Um ato realizado na tarde deste sábado (16) na Avenida Paulista, em São Paulo, relembrou os 20 anos dos chamados Crimes de Maio, uma série de ataques promovidos pelo Primeiro Comando da Capital (PCC) que resultou em uma grande retaliação policial, com mais de 500 mortos em todo o estado. Grande parte dessas mortes ocorreu com indícios de execução praticada por policiais.
Com muita música e batuque, o evento foi organizado pelo Movimento Mães de Maio e pelo Cordão da Mentira, um grupo carnavalesco que surgiu em 2012 para denunciar as violações de direitos durante a ditadura civil-militar. Além de denunciar a impunidade dos Crimes de Maio, o ato reuniu palestinos que protestavam contra a Nakba, a Catástrofe Palestina, que completou 78 anos.

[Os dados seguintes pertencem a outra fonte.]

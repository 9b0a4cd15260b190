//! Partitioner behavior against real workbooks on disk.

use rigscript_ingest::Sheet;
use rigscript_model::{EngineConfig, ModelError};
use rigscript_split::{SplitError, split_sheet};

fn sheet(rows: &[(&str, &str)]) -> Sheet {
    Sheet::from_rows(
        rows.iter()
            .map(|(id, command)| {
                vec![
                    Some((*id).to_owned()),
                    Some("instruction".to_owned()),
                    Some("UNIT1".to_owned()),
                    Some((*command).to_owned()),
                ]
            })
            .collect(),
    )
}

#[test]
fn consecutive_identifier_runs_become_files() {
    let source = sheet(&[
        ("NAV/1", "cmd1"),
        ("NAV/1", "cmd2"),
        ("NAV/1", "cmd3"),
        ("NAV/2", "cmd4"),
        ("NAV/2", "cmd5"),
        ("COM/7", "cmd6"),
    ]);
    let dir = tempfile::tempdir().unwrap();
    let report = split_sheet(&source, &EngineConfig::default(), dir.path()).unwrap();

    assert_eq!(report.rows, 6);
    assert_eq!(report.file_count(), 3);
    let names: Vec<&str> = report.files.iter().map(|f| f.file_name.as_str()).collect();
    assert_eq!(names, vec!["NAV@1@.xlsx", "NAV@2@.xlsx", "COM@7@.xlsx"]);
    let row_counts: Vec<usize> = report.files.iter().map(|f| f.rows).collect();
    assert_eq!(row_counts, vec![3, 2, 1]);
}

#[test]
fn artifact_has_header_then_every_command() {
    let source = sheet(&[("NAV/1", "cmd1"), ("NAV/1", "cmd2"), ("NAV/1", "cmd3")]);
    let dir = tempfile::tempdir().unwrap();
    split_sheet(&source, &EngineConfig::default(), dir.path()).unwrap();

    let artifact = Sheet::open(dir.path().join("NAV@1@.xlsx")).unwrap();
    assert_eq!(artifact.row_count(), 4);
    assert_eq!(artifact.get(0, 0), Some("Actions"));
    assert_eq!(artifact.get(1, 0), Some("cmd1"));
    assert_eq!(artifact.get(2, 0), Some("cmd2"));
    assert_eq!(artifact.get(3, 0), Some("cmd3"));
}

#[test]
fn untranslated_rows_keep_their_place() {
    let source = Sheet::from_rows(vec![
        vec![Some("NAV/1".into()), Some("step".into()), None, Some("a".into())],
        vec![Some("NAV/1".into()), Some("narrative only".into()), None, None],
        vec![Some("NAV/1".into()), Some("step".into()), None, Some("c".into())],
    ]);
    let dir = tempfile::tempdir().unwrap();
    split_sheet(&source, &EngineConfig::default(), dir.path()).unwrap();

    let artifact = Sheet::open(dir.path().join("NAV@1@.xlsx")).unwrap();
    assert_eq!(artifact.row_count(), 4);
    assert_eq!(artifact.get(2, 0), None);
    assert_eq!(artifact.get(3, 0), Some("c"));
}

#[test]
fn group_file_takes_module_of_its_last_row() {
    // Boundary detection only watches the trailing id, so a module change
    // with the same id stays in one group and the last module names it.
    let source = sheet(&[("NAV/1", "cmd1"), ("NAV Extra/1", "cmd2"), ("NAV/2", "cmd3")]);
    let dir = tempfile::tempdir().unwrap();
    let report = split_sheet(&source, &EngineConfig::default(), dir.path()).unwrap();

    assert_eq!(report.file_count(), 2);
    assert_eq!(report.files[0].file_name, "NAV Extra@1@.xlsx");
    assert_eq!(report.files[0].rows, 2);
    assert_eq!(report.files[1].file_name, "NAV@2@.xlsx");
}

#[test]
fn module_path_slashes_flatten_to_underscores() {
    let source = sheet(&[("4 Nav/Sub/12", "cmd")]);
    let dir = tempfile::tempdir().unwrap();
    let report = split_sheet(&source, &EngineConfig::default(), dir.path()).unwrap();

    assert_eq!(report.files[0].file_name, "4 Nav_Sub@12@.xlsx");
    assert_eq!(report.files[0].module, "4 Nav/Sub");
    assert!(dir.path().join("4 Nav_Sub@12@.xlsx").exists());
}

#[test]
fn export_prefix_aborts_the_run() {
    let source = sheet(&[("NAV/1", "cmd1"), ("ID : NAV/2", "cmd2")]);
    let dir = tempfile::tempdir().unwrap();
    let err = split_sheet(&source, &EngineConfig::default(), dir.path()).unwrap_err();
    assert!(matches!(
        err,
        SplitError::Identifier {
            row: 2,
            source: ModelError::IdentifierPrefix(_),
        }
    ));
}

#[test]
fn identifier_without_module_path_aborts_the_run() {
    let source = sheet(&[("NAV1", "cmd1")]);
    let dir = tempfile::tempdir().unwrap();
    let err = split_sheet(&source, &EngineConfig::default(), dir.path()).unwrap_err();
    assert!(matches!(
        err,
        SplitError::Identifier {
            row: 1,
            source: ModelError::MissingModulePath(_),
        }
    ));
}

Tradicionalmente, o Cordão da Mentira sai às ruas no dia 1º de abril, mas este ano decidiu voltar para lembrar os 20 anos dos Crimes de Maio. “Nosso cortejo é denúncia, é memória viva, é grito coletivo contra o esquecimento e a injustiça. Porque lembrar é enfrentar e ocupar as ruas e romper com a mentira”, dizia um comunicado publicado nas redes sociais.
Thiago Mendonça, diretor de cinema e coordenador do Cordão, destacou a importância do movimento. Desde seu início, o Cordão da Mentira conta com a presença do Movimento Mães de Maio, fundado por mães de vítimas dos Crimes de Maio. “Elas são as madrinhas do Cordão e puxam o ato. Para nós, esse é um dos movimentos de direitos humanos mais importantes do país”, afirmou.
Neste ano, o Cordão da Mentira e as Mães de Maio decidiram unir o ato à luta palestina. “Resolvemos unificar o ato pensando que a estrutura toda de repressão de Israel se reflete também na máquina de moer gente que é a polícia brasileira”, disse Mendonça. Débora Maria da Silva, fundadora do Movimento Mães de Maio, ressaltou a importância do ato para manter viva a memória das vítimas.
Débora, mãe de uma vítima da violência de Estado, destacou a conexão com a causa palestina. “Também estamos aqui pela causa palestina porque a bala que cai lá também cai aqui. A bala que mata lá também mata aqui, na nossa periferia”, afirmou.
Durante os Crimes de Maio, pelo menos 564 pessoas foram mortas, segundo o relatório Análise dos Impactos dos Ataques do PCC em São Paulo, divulgado pelo Laboratório de Análises da Violência da Universidade Federal do Rio de Janeiro. O documento aponta que 505 dos mortos eram civis e 59 agentes públicos, e há suspeita de participação policial em pelo menos 122 execuções.
O ato começou no Parque Trianon, em frente ao Museu de Arte de São Paulo (Masp), e seguiu em caminhada até o Al Janiah, um restaurante e centro cultural palestino na região do Bixiga, no centro da capital paulista.